Me ocurre muy seguido que llego tarde a un meme. Cuando mis allegados ya absorbieron, deformaron y dispersaron una broma hasta hacerla aburrida, yo apenas comienzo a enterarme. Niego lentitud de mi parte y culpo al mundo de su prisa. De ahí que me sorprendiera muchísimo no solo descubrir que hay un botón en los videos que uno ve en línea y en las plataformas de streaming con el que uno puede aumentar la velocidad de reproducción. Así mismo, si a uno le parece que los diálogos van lento o el vloguero de su confianza está tardando en llegar al punto, puede meterle turbo y escuchar una voz veloz que por alguna razón asociamos a las ardillas.
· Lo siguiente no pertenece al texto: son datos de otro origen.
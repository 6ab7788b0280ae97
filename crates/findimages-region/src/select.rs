//! Component selection by size
//!
//! Keeps or removes whole connected components of a binary raster based on
//! the dimensions of their bounding boxes.

use crate::conncomp::{ConnectivityType, label_connected_components};
use findimages_core::BinaryRaster;
pub use findimages_core::{SizeSelectRelation, SizeSelectType};

/// Select connected components by bounding-box size
///
/// # Arguments
///
/// * `raster` - input raster
/// * `width_thresh` - width threshold
/// * `height_thresh` - height threshold
/// * `connectivity` - connectivity used to find components
/// * `select_type` - whether both or either dimension must satisfy the relation
/// * `relation` - comparison against the thresholds
///
/// # Returns
///
/// A raster of the same size containing every pixel of the selected
/// components and nothing else.
///
/// # Examples
///
/// ```
/// use findimages_core::BinaryRaster;
/// use findimages_region::{
///     ConnectivityType, SizeSelectRelation, SizeSelectType, find_connected_components,
///     select_by_size,
/// };
///
/// let mut raster = BinaryRaster::new(50, 50).unwrap();
/// raster.fill_rect(0, 0, 5, 5, 1);
/// raster.fill_rect(20, 20, 2, 2, 1);
///
/// // Keep only components where both dimensions >= 4
/// let result = select_by_size(
///     &raster, 4, 4,
///     ConnectivityType::FourWay,
///     SizeSelectType::IfBoth,
///     SizeSelectRelation::Gte,
/// );
///
/// let comps = find_connected_components(&result, ConnectivityType::FourWay);
/// assert_eq!(comps.len(), 1); // Only the 5x5 block remains
/// ```
pub fn select_by_size(
    raster: &BinaryRaster,
    width_thresh: i32,
    height_thresh: i32,
    connectivity: ConnectivityType,
    select_type: SizeSelectType,
    relation: SizeSelectRelation,
) -> BinaryRaster {
    let labels = label_connected_components(raster, connectivity);
    let mut output = raster.create_template();
    if labels.component_count() == 0 {
        return output;
    }

    // keep[label]; label 0 is background.
    let mut keep = vec![false; labels.component_count() + 1];
    for comp in labels.components() {
        keep[comp.label as usize] =
            comp.bounds
                .satisfies_size(width_thresh, height_thresh, select_type, relation);
    }
    if keep[1..].iter().all(|&k| k) {
        return raster.clone();
    }

    for (y, row) in labels.rows().enumerate() {
        for (x, &label) in row.iter().enumerate() {
            if label > 0 && keep[label as usize] {
                output.set_pixel_unchecked(x as u32, y as u32, 1);
            }
        }
    }
    output
}
//! Error types for the test framework

use thiserror::Error;

/// Errors that can occur during regression testing
#[derive(Debug, Error)]
pub enum TestError {
    /// Failed to write a raster
    #[error("failed to write raster '{path}': {message}")]
    RasterWrite { path: String, message: String },

    /// Failed to build a synthetic raster
    #[error("failed to build synthetic raster: {0}")]
    Synth(#[from] findimages_core::Error),

    /// IO error
    #[error("IO error: {0}")]
    Io(#[from] std::io::Error),
}

/// Result type for test operations
pub type TestResult<T> = Result<T, TestError>;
No solo eso, decía. Sino que me vi oprimiendo el citado botón. No para meterle swing al video de una mañanera sino viendo una serie que disfruté mucho y, vergonzosamente, me costó mucho entender. Como si la serie Dark no fuese compleja en sí misma -con todos los Jonas y Mikels que vienen de todos lados-, me reconocí en la penumbra del cuarto queriendo verla más rápido. Luego de unos minutos de no entender nada no pude dejar de asombrarme por mí y ese acto semiautomático de ir más a prisa. ¿No es la cosa más irracional? Preguntábame en mis adentros. Se supone que uno pone una serie porque disfruta el tiempo invertido mirando la pantalla. Por que tendría la necesidad de que ese momento acabase más pronto. Buscando consuelo en línea, supe que no es un hábito exclusivo y que la visualización veloz es de lo más normal, sobre todo en consumidores de contenido jóvenes.

De algún modo, no puedo dejar de pensar que ésa es la razón por la que hay una producción agobiante de películas, series, canciones y libros. Según la UNESCO, cada día se publican poco más de seis mil libros. Y todos los días son lanzadas en plataformas de streaming más de 40,000 canciones. Naturalmente, no apuntan mis pensamientos hacia la censura o el detrimento de la creación artística y de entretenimiento. Pero cabe la pregunta de qué fue primero: nuestras ansias por consumir más o la sobreoferta de información que nos hace absorber frenéticamente lo que se nos cruza en la pantalla.

Pongamos un poco de calma. Cierto es que uno no tiene que andar por ahí con la pretensión de zamparse los seis mil libros o darle una escuchada a los cuarenta mil sencillos estrenados este domingo. El mundo es amplísimo y, por lo tanto, también el mercado. Hay nichos y segmentos y etiquetas que, de algún modo, reducen esa cantidad inmensa de contenido en las cosas que nos gustan. Pero esas cosas que nos gustan vienen del mismo lugar: la máquina implacable de vender contenido. De ahí que las compañías gigantes busquen con ansia mejorar el algoritmo de recomendaciones, para que un video nos lleve al otro y una serie a la que sigue. Nuevamente la direccionalidad se vuelve un problema: ¿guiamos nosotros algoritmo de nuestras cuentas y lo educamos a nuestro gusto o, inadvertidamente, vamos cediendo a lo que el algoritmo nos quiere mostrar?

Nunca he pensado que todo tiempo pasado fue mejor. Me gusta pensar que la entropía no lo gobierna todo y que la astucia humana apunta hacia la sensatez y la luz. Pero algo había en esos tiempos remotos donde uno tenía que esperar para el lanzamiento de un disco entero que permanecía en la cúspide de nuestras orejas por, al menos, un año. Y en esa espera de una semana para el capítulo siguiente, mientras discutíamos para dónde iban los personajes. Muchos prefieren este posmodernismo en el que un bloque de veinte capítulos se asoma en la pantalla, con la posibilidad de verlo 1.5 veces más rápido y poder publicar en las redes que nos terminamos la temporada uno, y que, la verdad, un poco derivativa y que Game of Thrones y que Breaking Bad.

El tiempo, esa cosa tan complicada de entender y atenazar por la Física, tiene más de artilugio humano que de dimensión universal. Por eso resulta tan extraño que nos parezca que todo tarde tanto en estos días. Habrá ámbitos donde cada minuto importa, naturalmente. Ahí reside la ironía más cruel de los días del Covid tardío. Ya nos vimos todas las series, y actualizamos las redes voraces porque el pasado remoto ya empieza con lo que se publicó apenas ayer. Nos devora la impaciencia por ir hacia ningún lado, por someter nuestros sentidos a las cosas bien hechas y las que nos hacen pasar el rato. Todo eso en la fila de una vacuna que se desarrolló en un tiempo tan récord que deberíamos seguir celebrando su creación. Y lo haríamos, seguramente, de no tener tanta prisa.